**TASK DESCRIPTION**
Within the listing below, count the lines that include "written" and give the count alone.

----------------

//! Repository for the `zones` and `zone_points` tables.

use parktrack_core::error::CoreError;
use parktrack_core::types::DbId;
use sqlx::{PgExecutor, PgPool};

use crate::models::zone::{
    CreateZone, UpdateZone, Zone, ZoneDetail, ZoneFilter, ZonePoint, ZoneWithPointsRow,
};
use crate::repositories::CameraRepo;
use crate::StoreError;

/// Column list shared across queries to avoid repetition.
const COLUMNS: &str = "id, camera_id, zone_type, capacity, occupied, confidence, pay, \
    occupancy_updated_at, created_at, updated_at";

const POINT_COLUMNS: &str = "id, zone_id, sort_order, x, y, latitude, longitude";

/// Provides create, read, update and filtered listing for zones.
///
/// Points are written and read together with their zone; they have no
/// standalone operations.
pub struct ZoneRepo;

impl ZoneRepo {
    /// Insert a zone and its corner points in one transaction.
    ///
    /// Fails with [`CoreError::NotFound`] if `camera_id` does not reference an
    /// existing camera; nothing is written in that case. Point order is kept
    /// as given. Geometry must already be validated by the caller.
    pub async fn create(pool: &PgPool, input: &CreateZone) -> Result<ZoneDetail, StoreError> {
        let mut tx = pool.begin().await?;

        if !CameraRepo::id_exists(&mut *tx, input.camera_id).await? {
            return Err(CoreError::NotFound {
                entity: "Camera",
                id: input.camera_id,
            }
            .into());
        }

        let query = format!(
            "INSERT INTO zones (camera_id, zone_type, capacity, pay)
             VALUES ($1, $2, $3, $4)
             RETURNING {COLUMNS}"
        );
        let zone = sqlx::query_as::<_, Zone>(&query)
            .bind(input.camera_id)
            .bind(input.zone_type.as_str())
            .bind(input.capacity)
            .bind(input.pay)
            .fetch_one(&mut *tx)
            .await?;

        let point_query = format!(
            "INSERT INTO zone_points (zone_id, sort_order, x, y, latitude, longitude)
             VALUES ($1, $2, $3, $4, $5, $6)
             RETURNING {POINT_COLUMNS}"
        );
        let mut points = Vec::with_capacity(input.points.len());
        for (index, point) in input.points.iter().enumerate() {
            let row = sqlx::query_as::<_, ZonePoint>(&point_query)
                .bind(zone.id)
                .bind(index as i16)
                .bind(point.x)
                .bind(point.y)
                .bind(point.latitude)
                .bind(point.longitude)
                .fetch_one(&mut *tx)
                .await?;
            points.push(row);
        }

        tx.commit().await?;
        tracing::debug!(
            zone_id = zone.id,
            camera_id = zone.camera_id,
            points = points.len(),
            "Zone inserted"
        );
        Ok(ZoneDetail::new(zone, Some(points)))
    }

    /// Find a zone by its internal ID.
    pub async fn find_by_id(pool: &PgPool, id: DbId) -> Result<Option<Zone>, sqlx::Error> {
        let query = format!("SELECT {COLUMNS} FROM zones WHERE id = $1");
        sqlx::query_as::<_, Zone>(&query)
            .bind(id)
            .fetch_optional(pool)
            .await
    }

    /// Find a zone with its points aggregated into the same row, so the whole
    /// footprint comes back in one round trip. Points are ordered by `sort_order`.
    pub async fn find_with_points(
        pool: &PgPool,
        id: DbId,
    ) -> Result<Option<ZoneDetail>, sqlx::Error> {
        let query = format!(
            "SELECT {COLUMNS},
                COALESCE(
                    (SELECT json_agg(json_build_object(
                                'id', p.id,
                                'zone_id', p.zone_id,
                                'sort_order', p.sort_order,
                                'x', p.x,
                                'y', p.y,
                                'latitude', p.latitude,
                                'longitude', p.longitude
                            ) ORDER BY p.sort_order)
                     FROM zone_points p
                     WHERE p.zone_id = zones.id),
                    '[]'::json
                ) AS points
             FROM zones
             WHERE id = $1"
        );
        let row = sqlx::query_as::<_, ZoneWithPointsRow>(&query)
            .bind(id)
            .fetch_optional(pool)
            .await?;
        Ok(row.map(|r| ZoneDetail::new(r.zone, Some(r.points.0))))
    }

    /// Fetch a zone, attaching its points only when `with_points` is set.
    pub async fn get(
        pool: &PgPool,
        id: DbId,
        with_points: bool,
    ) -> Result<Option<ZoneDetail>, sqlx::Error> {
        if with_points {
            Self::find_with_points(pool, id).await
        } else {
            let zone = Self::find_by_id(pool, id).await?;
            Ok(zone.map(|z| ZoneDetail::new(z, None)))
        }
    }

    /// List the points of a zone, ordered by `sort_order`.
    pub async fn list_points<'e>(
        executor: impl PgExecutor<'e>,
        zone_id: DbId,
    ) -> Result<Vec<ZonePoint>, sqlx::Error> {
        let query =
            format!("SELECT {POINT_COLUMNS} FROM zone_points WHERE zone_id = $1 ORDER BY sort_order");
        sqlx::query_as::<_, ZonePoint>(&query)
            .bind(zone_id)
            .fetch_all(executor)
            .await
    }

    /// List zones matching every predicate set in `filter`, ordered by id.
    ///
    /// `min_free_count` compares `capacity - occupied`; a NULL `occupied`
    /// makes the comparison NULL, so zones with unknown occupancy drop out.
    pub async fn list(pool: &PgPool, filter: &ZoneFilter) -> Result<Vec<Zone>, sqlx::Error> {
        let query = format!(
            "SELECT {COLUMNS} FROM zones
             WHERE ($1::BIGINT IS NULL OR camera_id = $1)
               AND ($2::INT IS NULL OR capacity - occupied >= $2)
               AND ($3::INT IS NULL OR pay <= $3)
             ORDER BY id"
        );
        sqlx::query_as::<_, Zone>(&query)
            .bind(filter.camera_id)
            .bind(filter.min_free_count)
            .bind(filter.max_pay)
            .fetch_all(pool)
            .await
    }

    /// Patch a zone and return it with its points.
    ///
    /// A patch carrying `occupied` (even as `null`) is an occupancy report: it
    /// stamps `occupancy_updated_at` and leaves `updated_at` alone. Any other
    /// patch advances `updated_at` only.
    ///
    /// Fails with [`CoreError::NotFound`] if no zone with `id` exists.
    pub async fn update(
        pool: &PgPool,
        id: DbId,
        input: &UpdateZone,
    ) -> Result<ZoneDetail, StoreError> {
        let mut tx = pool.begin().await?;

        let query = format!(
            "UPDATE zones SET
                zone_type = COALESCE($2, zone_type),
                capacity = COALESCE($3, capacity),
                pay = COALESCE($4, pay),
                occupied = CASE WHEN $5 THEN $6 ELSE occupied END,
                confidence = CASE WHEN $7 THEN $8 ELSE confidence END,
                occupancy_updated_at = CASE WHEN $5 THEN NOW() ELSE occupancy_updated_at END,
                updated_at = CASE WHEN $5 THEN updated_at ELSE NOW() END
             WHERE id = $1
             RETURNING {COLUMNS}"
        );
        let zone = sqlx::query_as::<_, Zone>(&query)
            .bind(id)
            .bind(input.zone_type.map(|k| k.as_str()))
            .bind(input.capacity)
            .bind(input.pay)
            .bind(input.touches_occupancy())
            .bind(input.occupied.flatten())
            .bind(input.confidence.is_some())
            .bind(input.confidence.flatten())
            .fetch_optional(&mut *tx)
            .await?;

        let Some(zone) = zone else {
            return Err(CoreError::NotFound { entity: "Zone", id }.into());
        };

        let points = Self::list_points(&mut *tx, zone.id).await?;
        tx.commit().await?;

        if input.touches_occupancy() {
            tracing::debug!(zone_id = zone.id, occupied = ?zone.occupied, "Zone occupancy updated");
        }
        Ok(ZoneDetail::new(zone, Some(points)))
    }
}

----------------

**TASK RESULT**
2